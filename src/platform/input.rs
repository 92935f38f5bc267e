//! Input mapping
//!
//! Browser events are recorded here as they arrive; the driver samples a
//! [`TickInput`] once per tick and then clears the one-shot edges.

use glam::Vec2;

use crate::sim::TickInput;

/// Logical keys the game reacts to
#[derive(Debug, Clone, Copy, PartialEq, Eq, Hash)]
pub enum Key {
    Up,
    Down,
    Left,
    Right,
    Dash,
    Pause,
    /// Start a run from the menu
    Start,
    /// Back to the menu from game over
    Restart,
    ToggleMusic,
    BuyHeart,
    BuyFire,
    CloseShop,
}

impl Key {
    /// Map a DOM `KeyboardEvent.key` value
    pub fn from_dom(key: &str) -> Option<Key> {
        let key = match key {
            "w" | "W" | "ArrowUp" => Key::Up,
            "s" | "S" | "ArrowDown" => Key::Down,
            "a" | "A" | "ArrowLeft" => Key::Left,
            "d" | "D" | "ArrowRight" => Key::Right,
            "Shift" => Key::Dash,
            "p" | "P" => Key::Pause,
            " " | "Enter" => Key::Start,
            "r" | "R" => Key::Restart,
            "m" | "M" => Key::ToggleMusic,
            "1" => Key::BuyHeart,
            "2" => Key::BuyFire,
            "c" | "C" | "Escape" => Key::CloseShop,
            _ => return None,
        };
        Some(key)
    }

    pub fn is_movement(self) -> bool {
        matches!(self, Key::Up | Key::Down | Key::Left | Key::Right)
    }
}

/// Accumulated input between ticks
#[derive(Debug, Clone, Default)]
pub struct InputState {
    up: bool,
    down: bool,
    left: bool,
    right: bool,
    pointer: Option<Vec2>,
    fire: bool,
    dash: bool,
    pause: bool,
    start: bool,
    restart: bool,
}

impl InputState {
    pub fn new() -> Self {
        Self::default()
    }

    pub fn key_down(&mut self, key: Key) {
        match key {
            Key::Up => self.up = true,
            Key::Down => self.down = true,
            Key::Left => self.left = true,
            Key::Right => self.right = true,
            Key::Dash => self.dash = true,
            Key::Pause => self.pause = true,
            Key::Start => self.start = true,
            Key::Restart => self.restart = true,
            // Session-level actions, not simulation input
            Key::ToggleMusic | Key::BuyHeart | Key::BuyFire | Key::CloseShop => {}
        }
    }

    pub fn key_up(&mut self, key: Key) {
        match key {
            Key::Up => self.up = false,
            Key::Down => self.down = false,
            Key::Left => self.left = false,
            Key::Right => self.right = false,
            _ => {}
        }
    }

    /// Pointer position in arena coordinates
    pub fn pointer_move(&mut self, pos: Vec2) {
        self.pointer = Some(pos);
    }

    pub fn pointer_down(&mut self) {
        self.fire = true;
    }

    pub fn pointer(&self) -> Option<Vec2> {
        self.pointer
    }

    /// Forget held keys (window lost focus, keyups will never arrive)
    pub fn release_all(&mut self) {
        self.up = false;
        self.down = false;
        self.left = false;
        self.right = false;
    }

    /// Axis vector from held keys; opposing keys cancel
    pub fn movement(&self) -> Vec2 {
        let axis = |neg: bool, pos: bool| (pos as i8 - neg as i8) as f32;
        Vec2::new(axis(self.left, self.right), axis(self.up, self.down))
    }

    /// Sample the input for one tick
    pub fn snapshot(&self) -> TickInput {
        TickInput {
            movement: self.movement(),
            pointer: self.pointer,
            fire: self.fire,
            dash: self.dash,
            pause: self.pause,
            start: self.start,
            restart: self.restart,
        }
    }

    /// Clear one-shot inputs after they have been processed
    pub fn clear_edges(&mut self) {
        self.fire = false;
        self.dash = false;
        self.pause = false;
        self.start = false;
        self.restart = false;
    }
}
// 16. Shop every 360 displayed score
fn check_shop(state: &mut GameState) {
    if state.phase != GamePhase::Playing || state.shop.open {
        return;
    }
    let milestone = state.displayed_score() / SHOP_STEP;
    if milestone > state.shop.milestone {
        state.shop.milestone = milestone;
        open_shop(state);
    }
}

## PROBLEM STATEMENT
Each of the entries above is to be repeated exactly.

## EXERCISE RESPONSE
filename src/platform/input.rs
repository 92935f38f5bc267e
//! Input mapping
//!
//! Browser events are recorded here as they arrive; the driver samples a
//! [`TickInput`] once per tick and then clears the one-shot edges.

use glam::Vec2;

use crate::sim::TickInput;

/// Logical keys the game reacts to
#[derive(Debug, Clone, Copy, PartialEq, Eq, Hash)]
pub enum Key {
    Up,
    Down,
    Left,
    Right,
    Dash,
    Pause,
    /// Start a run from the menu
    Start,
    /// Back to the menu from game over
    Restart,
    ToggleMusic,
    BuyHeart,
    BuyFire,
    CloseShop,
}

impl Key {
    /// Map a DOM `KeyboardEvent.key` value
    pub fn from_dom(key: &str) -> Option<Key> {
        let key = match key {
            "w" | "W" | "ArrowUp" => Key::Up,
            "s" | "S" | "ArrowDown" => Key::Down,
            "a" | "A" | "ArrowLeft" => Key::Left,
            "d" | "D" | "ArrowRight" => Key::Right,
            "Shift" => Key::Dash,
            "p" | "P" => Key::Pause,
            " " | "Enter" => Key::Start,
            "r" | "R" => Key::Restart,
            "m" | "M" => Key::ToggleMusic,
            "1" => Key::BuyHeart,
            "2" => Key::BuyFire,
            "c" | "C" | "Escape" => Key::CloseShop,
            _ => return None,
        };
        Some(key)
    }

    pub fn is_movement(self) -> bool {
        matches!(self, Key::Up | Key::Down | Key::Left | Key::Right)
    }
}

/// Accumulated input between ticks
#[derive(Debug, Clone, Default)]
pub struct InputState {
    up: bool,
    down: bool,
    left: bool,
    right: bool,
    pointer: Option<Vec2>,
    fire: bool,
    dash: bool,
    pause: bool,
    start: bool,
    restart: bool,
}

impl InputState {
    pub fn new() -> Self {
        Self::default()
    }

    pub fn key_down(&mut self, key: Key) {
        match key {
            Key::Up => self.up = true,
            Key::Down => self.down = true,
            Key::Left => self.left = true,
            Key::Right => self.right = true,
            Key::Dash => self.dash = true,
            Key::Pause => self.pause = true,
            Key::Start => self.start = true,
            Key::Restart => self.restart = true,
            // Session-level actions, not simulation input
            Key::ToggleMusic | Key::BuyHeart | Key::BuyFire | Key::CloseShop => {}
        }
    }

    pub fn key_up(&mut self, key: Key) {
        match key {
            Key::Up => self.up = false,
            Key::Down => self.down = false,
            Key::Left => self.left = false,
            Key::Right => self.right = false,
            _ => {}
        }
    }

    /// Pointer position in arena coordinates
    pub fn pointer_move(&mut self, pos: Vec2) {
        self.pointer = Some(pos);
    }

    pub fn pointer_down(&mut self) {
        self.fire = true;
    }

    pub fn pointer(&self) -> Option<Vec2> {
        self.pointer
    }

    /// Forget held keys (window lost focus, keyups will never arrive)
    pub fn release_all(&mut self) {
        self.up = false;
        self.down = false;
        self.left = false;
        self.right = false;
    }

    /// Axis vector from held keys; opposing keys cancel
    pub fn movement(&self) -> Vec2 {
        let axis = |neg: bool, pos: bool| (pos as i8 - neg as i8) as f32;
        Vec2::new(axis(self.left, self.right), axis(self.up, self.down))
    }

    /// Sample the input for one tick
    pub fn snapshot(&self) -> TickInput {
        TickInput {
            movement: self.movement(),
            pointer: self.pointer,
            fire: self.fire,
            dash: self.dash,
            pause: self.pause,
            start: self.start,
            restart: self.restart,
        }
    }

    /// Clear one-shot inputs after they have been processed
    pub fn clear_edges(&mut self) {
        self.fire = false;
        self.dash = false;
        self.pause = false;
        self.start = false;
        self.restart = false;
    }
}
// 16. Shop every 360 displayed score
fn check_shop(state: &mut GameState) {
    if state.phase != GamePhase::Playing || state.shop.open {
        return;
    }
    let milestone = state.displayed_score() / SHOP_STEP;
    if milestone > state.shop.milestone {
        state.shop.milestone = milestone;
        open_shop(state);
    }
}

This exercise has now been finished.